= John Boyce =

Irish writer

John Boyce (born in Donegal, Ireland, in 1810, died in Worcester, Massachusetts, 2 January 1864) was a novelist, lecturer, and Catholic priest, known under the assumed name of "Paul Peppergrass".

His father was the wealthy proprietor of the principal hotel in the town and a magistrate of the county. John entered the preparatory seminary in Navan, County Meath, and graduated with the highest honours in rhetoric and philosophy. He completed his studies at St Patrick's College, Maynooth and was ordained priest in 1837. For eight years he worked on the Irish mission, but in 1845 moved to America. From Eastport, Maine, the scene of his first missionary work, he was transferred in 1847 to St.

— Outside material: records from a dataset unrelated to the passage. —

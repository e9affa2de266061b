//! Vaidya Doctor Directory Listing Engine
//!
//! This crate implements the behavior behind the doctor listing page: a
//! filter/sort pipeline over an immutable, once-loaded dataset, a name
//! suggestion engine, a bidirectional codec between filter state and the
//! page's URL query string, and an explicit browse-session state machine
//! that models browser history (push on committed changes, restore without
//! push on back/forward).
//!
//! # Design
//!
//! The listing is a pure function of the loaded dataset and four committed
//! parameters (search term, consultation mode, specialty selection, sort
//! key). Nothing here mutates the dataset; every view is recomputed from
//! scratch, so identical inputs always produce the identical ordered output.
//!
//! The URL query string is the single persistence mechanism. [`query::encode`]
//! produces the canonical form of a state and [`query::decode`] accepts any
//! form, mapping absent or unreadable parameters to their defaults. Decoding
//! has no failure mode.
//!
//! # Architecture
//!
//! - [`directory`] - The loaded dataset and specialty discovery
//! - [`filter`] - Committed filter state and the listing pipeline
//! - [`suggest`] - Name suggestions for the in-progress search text
//! - [`query`] - URL query-string codec
//! - [`session`] - Browse session and history state machine
//! - [`loader`] - Upstream dataset fetch with degraded-empty fallback
//! - [`error`] - Error types

// Enforce documentation
#![warn(missing_docs)]
#![warn(rustdoc::missing_crate_level_docs)]

pub mod directory;
pub mod error;
pub mod filter;
pub mod loader;
pub mod query;
pub mod session;
pub mod suggest;

// Re-export commonly used types
pub use directory::Directory;
pub use error::{LoadError, LoadResult};
pub use filter::{FilterState, apply};
pub use loader::{DirectorySource, HttpSource, load_or_empty};
pub use session::{BrowseSession, History};
pub use suggest::{MAX_SUGGESTIONS, suggest};
//! Name suggestions for the in-progress search text.

use vaidya_model::Doctor;

/// Maximum number of suggestions offered for any query.
pub const MAX_SUGGESTIONS: usize = 3;

/// Returns up to [`MAX_SUGGESTIONS`] doctors whose name contains `query`,
/// ignoring case, in dataset order.
///
/// Suggestions key off the raw in-progress text, not the committed search
/// term, and are recomputed fresh on every keystroke. An empty query
/// produces no suggestions.
pub fn suggest<'a>(doctors: &'a [Doctor], query: &str) -> Vec<&'a Doctor> {
    if query.is_empty() {
        return Vec::new();
    }

    doctors
        .iter()
        .filter(|d| d.name_contains(query))
        .take(MAX_SUGGESTIONS)
        .collect()
}
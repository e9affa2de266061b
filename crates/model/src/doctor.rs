//! The doctor directory record.

use serde::{Deserialize, Serialize};

use crate::serde_helpers;

/// A single doctor record as served by the upstream dataset.
///
/// Records are immutable once loaded. There is no upstream identifier, so
/// the `name` string doubles as the record's identity within one loaded
/// dataset; two doctors sharing a name are indistinguishable to name-based
/// lookups.
///
/// All fields are optional on the wire. Absent or malformed fields default
/// (empty string, empty list, zero, false) so a ragged upstream record still
/// loads.
#[derive(Debug, Clone, PartialEq, Eq, Default, Serialize, Deserialize)]
#[serde(rename_all = "camelCase", default)]
pub struct Doctor {
    /// Display name, search key, and de-facto identifier.
    #[serde(deserialize_with = "serde_helpers::lenient_string")]
    pub name: String,

    /// Specialties in upstream order. May arrive as a bare string or `null`.
    #[serde(deserialize_with = "serde_helpers::string_or_vec")]
    pub specialties: Vec<String>,

    /// Years of practice. Tolerates numeric strings like `"13 Years"`.
    #[serde(deserialize_with = "serde_helpers::lenient_u32")]
    pub years_of_experience: u32,

    /// Consultation fee in whole currency units.
    #[serde(deserialize_with = "serde_helpers::lenient_u32")]
    pub consultation_fee: u32,

    /// Whether the doctor offers video consultations.
    #[serde(deserialize_with = "serde_helpers::lenient_bool")]
    pub video_consult_available: bool,

    /// Clinic display name. Never filterable.
    #[serde(deserialize_with = "serde_helpers::lenient_string")]
    pub clinic_name: String,

    /// City display name. Never filterable.
    #[serde(deserialize_with = "serde_helpers::lenient_string")]
    pub city: String,
}

impl Doctor {
    /// Creates a record with the given name and all other fields defaulted.
    pub fn new(name: impl Into<String>) -> Self {
        Self {
            name: name.into(),
            ..Default::default()
        }
    }

    /// Adds a specialty.
    pub fn with_specialty(mut self, specialty: impl Into<String>) -> Self {
        self.specialties.push(specialty.into());
        self
    }

    /// Sets the years of experience.
    pub fn with_experience(mut self, years: u32) -> Self {
        self.years_of_experience = years;
        self
    }

    /// Sets the consultation fee.
    pub fn with_fee(mut self, fee: u32) -> Self {
        self.consultation_fee = fee;
        self
    }

    /// Sets video consultation availability.
    pub fn with_video_consult(mut self, available: bool) -> Self {
        self.video_consult_available = available;
        self
    }

    /// Sets the clinic and city display fields.
    pub fn with_clinic(mut self, clinic: impl Into<String>, city: impl Into<String>) -> Self {
        self.clinic_name = clinic.into();
        self.city = city.into();
        self
    }

    /// Returns true if `needle` occurs in the doctor's name, ignoring case.
    ///
    /// An empty needle matches every record; callers that treat the empty
    /// string as "no search" must skip the check themselves.
    pub fn name_contains(&self, needle: &str) -> bool {
        self.name.to_lowercase().contains(&needle.to_lowercase())
    }

    /// Returns true if any of the doctor's specialties equals (exactly) one
    /// of the given selections.
    pub fn has_any_specialty(&self, selection: &[String]) -> bool {
        self.specialties.iter().any(|s| selection.contains(s))
    }
}
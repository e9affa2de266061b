//! Suggestion query extractor.

use std::convert::Infallible;

use axum::{extract::FromRequestParts, http::request::Parts};
use url::form_urlencoded;

/// Axum extractor for the suggestion endpoint's `q` parameter.
///
/// Follows the same tolerance rules as the listing extractor: a missing `q`
/// is the empty query (which suggests nothing), the first occurrence wins,
/// and everything else in the query string is ignored.
#[derive(Debug, Clone, Default)]
pub struct SuggestQuery {
    /// The raw in-progress search text.
    pub q: String,
}

impl SuggestQuery {
    /// Decodes a raw query string (no leading `?` required).
    pub fn from_query(query: &str) -> Self {
        let q = form_urlencoded::parse(query.as_bytes())
            .find(|(key, _)| key == "q")
            .map(|(_, value)| value.into_owned())
            .unwrap_or_default();
        Self { q }
    }
}

impl<S> FromRequestParts<S> for SuggestQuery
where
    S: Send + Sync,
{
    type Rejection = Infallible;

    async fn from_request_parts(parts: &mut Parts, _state: &S) -> Result<Self, Self::Rejection> {
        Ok(Self::from_query(parts.uri.query().unwrap_or("")))
    }
}

#[cfg(test)]
mod tests {
    use super::*;

    #[test]
    fn test_from_query_reads_q() {
        assert_eq!(SuggestQuery::from_query("q=asha").q, "asha");
        assert_eq!(SuggestQuery::from_query("q=Dr.+Asha").q, "Dr. Asha");
    }

    #[test]
    fn test_from_query_missing_q_is_empty() {
        assert_eq!(SuggestQuery::from_query("").q, "");
        assert_eq!(SuggestQuery::from_query("query=asha").q, "");
    }

    #[test]
    fn test_from_query_first_occurrence_wins() {
        assert_eq!(SuggestQuery::from_query("q=first&q=second").q, "first");
    }
}
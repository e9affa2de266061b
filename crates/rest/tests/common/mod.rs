//! Common test utilities for listing API testing.
//!
//! This module provides test infrastructure including:
//!
//! - [`harness`] - Listing API test harness
//! - [`fixtures`] - Test data fixtures

pub mod fixtures;
pub mod harness;
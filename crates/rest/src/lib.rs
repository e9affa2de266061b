//! # vaidya-rest - Doctor Listing HTTP API
//!
//! This crate provides the HTTP layer of the Vaidya Doctor Search service.
//! It serves a filter/sort/search pipeline over an in-memory doctor
//! directory, with a query-string schema designed to mirror what a browser
//! address bar carries: any listing URL can be bookmarked, shared, and
//! reloaded to the identical view.
//!
//! ## Features
//!
//! - **Listing**: Name search, consultation mode filter, multi-select
//!   specialty filter, and fee/experience sorting in one fixed pipeline
//! - **Suggestions**: Name autocomplete capped at three entries
//! - **Tolerant URLs**: Hand-edited or stale query strings decode to the
//!   nearest valid view instead of an error
//! - **Canonical self links**: Every listing response re-encodes its state
//!   so clients converge on one URL per view
//!
//! ## Quick Start
//!
//! ```rust,ignore
//! use vaidya_engine::{HttpSource, load_or_empty};
//! use vaidya_rest::{ServerConfig, create_app_with_config};
//!
//! #[tokio::main]
//! async fn main() -> anyhow::Result<()> {
//!     let config = ServerConfig::default();
//!
//!     // Fetch the dataset once; serve an empty directory on failure.
//!     let source = HttpSource::new(&config.data_url);
//!     let directory = load_or_empty(&source).await;
//!
//!     // Create the Axum application
//!     let app = create_app_with_config(directory, config.clone());
//!
//!     // Start the server
//!     let listener = tokio::net::TcpListener::bind(config.socket_addr()).await?;
//!     axum::serve(listener, app).await?;
//!
//!     Ok(())
//! }
//! ```
//!
//! ## API Endpoints
//!
//! The server exposes the following endpoints:
//!
//! | Operation | HTTP Method | URL Pattern |
//! |-----------|-------------|-------------|
//! | listing | GET | `/doctors?search&consultationMode&specialties&sortBy` |
//! | suggestions | GET | `/doctors/_suggest?q=<partial name>` |
//! | specialty catalogue | GET | `/specialties` |
//! | health | GET | `/health` |
//! | liveness | GET | `/_liveness` |
//! | readiness | GET | `/_readiness` |
//!
//! ## Query Parameters
//!
//! The listing endpoint understands four parameters, emitted in this
//! canonical order and omitted when at their defaults:
//!
//! | Parameter | Values | Effect |
//! |-----------|--------|--------|
//! | `search` | free text | Case-insensitive substring match on names |
//! | `consultationMode` | `video-consult`, `in-clinic` | Mode filter |
//! | `specialties` | comma-joined list | Keep doctors with any listed specialty |
//! | `sortBy` | `fees`, `experience` | Fees ascending or experience descending |
//!
//! Decoding is tolerant: unknown parameters are ignored, unparseable
//! values leave their slot unset, and the first occurrence of a repeated
//! parameter wins.
//!
//! ## Error Handling
//!
//! Request handling is infallible by design. A malformed query string is
//! data, not an error, so every listing request answers `200 OK` with
//! whatever view the query decodes to. The only fallible operation in the
//! service is the startup dataset fetch, which degrades to an empty
//! directory (see [`vaidya_engine::load_or_empty`]).
//!
//! ## Configuration
//!
//! The server is configured via environment variables:
//!
//! | Variable | Default | Description |
//! |----------|---------|-------------|
//! | `VDS_PORT` | 8080 | Server port |
//! | `VDS_HOST` | 127.0.0.1 | Host to bind |
//! | `VDS_LOG_LEVEL` | info | Log level (error, warn, info, debug, trace) |
//! | `VDS_DATA_URL` | campus-api-mock dataset | Doctor dataset URL |
//! | `VDS_FETCH_TIMEOUT` | 10 | Dataset fetch timeout (seconds) |
//! | `VDS_REQUEST_TIMEOUT` | 30 | Request timeout (seconds) |
//! | `VDS_ENABLE_CORS` | true | Enable CORS |
//! | `VDS_CORS_ORIGINS` | * | Allowed CORS origins |
//! | `VDS_BASE_URL` | http://localhost:8080 | Base URL for self links |
//!
//! ## Architecture
//!
//! The crate is organized into several modules:
//!
//! - [`config`] - Server configuration
//! - [`state`] - Application state (directory, configuration)
//! - [`handlers`] - HTTP request handlers for each operation
//! - [`extractors`] - Axum extractors for the listing query schema
//! - [`responses`] - Response body types
//! - [`routing`] - Route configuration

// Enforce documentation
#![warn(missing_docs)]
#![warn(rustdoc::missing_crate_level_docs)]

pub mod config;
pub mod extractors;
pub mod handlers;
pub mod responses;
pub mod routing;
pub mod state;

// Re-export commonly used types
pub use config::ServerConfig;
pub use state::AppState;

use std::sync::Arc;

use axum::Router;
use tower::ServiceBuilder;
use tower_http::{
    cors::{Any, CorsLayer},
    timeout::TimeoutLayer,
    trace::TraceLayer,
};
use tracing::info;
use vaidya_engine::Directory;

/// Creates the Axum application with default configuration.
///
/// This is a convenience function that creates the app with default settings.
/// For more control, use [`create_app_with_config`].
///
/// # Arguments
///
/// * `directory` - The loaded doctor directory to serve
///
/// # Example
///
/// ```rust,ignore
/// use vaidya_engine::Directory;
/// use vaidya_rest::create_app;
///
/// let directory = Directory::new(doctors);
/// let app = create_app(directory);
/// ```
pub fn create_app(directory: Directory) -> Router {
    create_app_with_config(directory, ServerConfig::default())
}

/// Creates the Axum application with custom configuration.
///
/// This function sets up the complete listing API with all handlers,
/// middleware, and configuration.
///
/// # Arguments
///
/// * `directory` - The loaded doctor directory to serve
/// * `config` - Server configuration
///
/// # Example
///
/// ```rust,ignore
/// use vaidya_engine::Directory;
/// use vaidya_rest::{ServerConfig, create_app_with_config};
///
/// let directory = Directory::new(doctors);
/// let config = ServerConfig {
///     port: 3000,
///     enable_cors: true,
///     ..Default::default()
/// };
/// let app = create_app_with_config(directory, config);
/// ```
pub fn create_app_with_config(directory: Directory, config: ServerConfig) -> Router {
    info!(
        doctors = directory.len(),
        specialties = directory.specialties().len(),
        "Creating listing API server"
    );

    // Create application state
    let state = AppState::new(Arc::new(directory), config.clone());

    // Build the router with all listing routes
    let router = routing::listing_routes::create_routes(state);

    // Build middleware stack
    let service_builder = ServiceBuilder::new()
        .layer(TraceLayer::new_for_http())
        .layer(TimeoutLayer::with_status_code(
            axum::http::StatusCode::REQUEST_TIMEOUT,
            std::time::Duration::from_secs(config.request_timeout),
        ));

    // Add CORS if enabled
    let router = if config.enable_cors {
        let cors = build_cors_layer(&config);
        router.layer(cors)
    } else {
        router
    };

    // Apply remaining middleware
    router.layer(service_builder)
}

/// Builds the CORS layer based on configuration.
fn build_cors_layer(config: &ServerConfig) -> CorsLayer {
    let mut cors = CorsLayer::new();

    // Configure origins
    if config.cors_origins == "*" {
        cors = cors.allow_origin(Any);
    } else {
        let origins: Vec<_> = config
            .cors_origins
            .split(',')
            .filter_map(|s| s.trim().parse().ok())
            .collect();
        cors = cors.allow_origin(origins);
    }

    // Configure methods
    if config.cors_methods == "*" {
        cors = cors.allow_methods(Any);
    } else {
        let methods: Vec<_> = config
            .cors_methods
            .split(',')
            .filter_map(|s| s.trim().parse().ok())
            .collect();
        cors = cors.allow_methods(methods);
    }

    // Configure headers
    if config.cors_headers == "*" {
        cors = cors.allow_headers(Any);
    } else {
        let headers: Vec<_> = config
            .cors_headers
            .split(',')
            .filter_map(|s| s.trim().parse().ok())
            .collect();
        cors = cors.allow_headers(headers);
    }

    cors
}

/// Initializes the tracing subscriber for logging.
///
/// This should be called once at application startup.
///
/// # Arguments
///
/// * `level` - The log level (error, warn, info, debug, trace)
pub fn init_logging(level: &str) {
    use tracing_subscriber::{EnvFilter, fmt, prelude::*};

    let filter = EnvFilter::try_from_default_env().unwrap_or_else(|_| {
        EnvFilter::new(format!(
            "vaidya_rest={},vaidya_engine={},tower_http=debug",
            level, level
        ))
    });

    tracing_subscriber::registry()
        .with(fmt::layer())
        .with(filter)
        .init();
}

John's Catholic Church, Worcester, where he remained until his death.

==Published works==
- Shandy Maguire, or Tricks upon Travellers (New York, 1848), which was dramatized by "J. Pilgrim";
- The Spaewife, or the Queen's Secret (Baltimore, 1853), a novel featuring the Völva, a figure in Northern European pagan mythology;
- Mary Lee or the Yankee in Ireland (1859), first published serially in the "Metropolitan Magazine" of Baltimore.

Besides these books he contributed to the editorial columns of the Boston Pilot, wrote many sketches and criticisms which appeared in print, and a lecture on "The Satisfying Influence of Catholicity on the Intellect and Senses", delivered before the Catholic Institute in New York in 1851.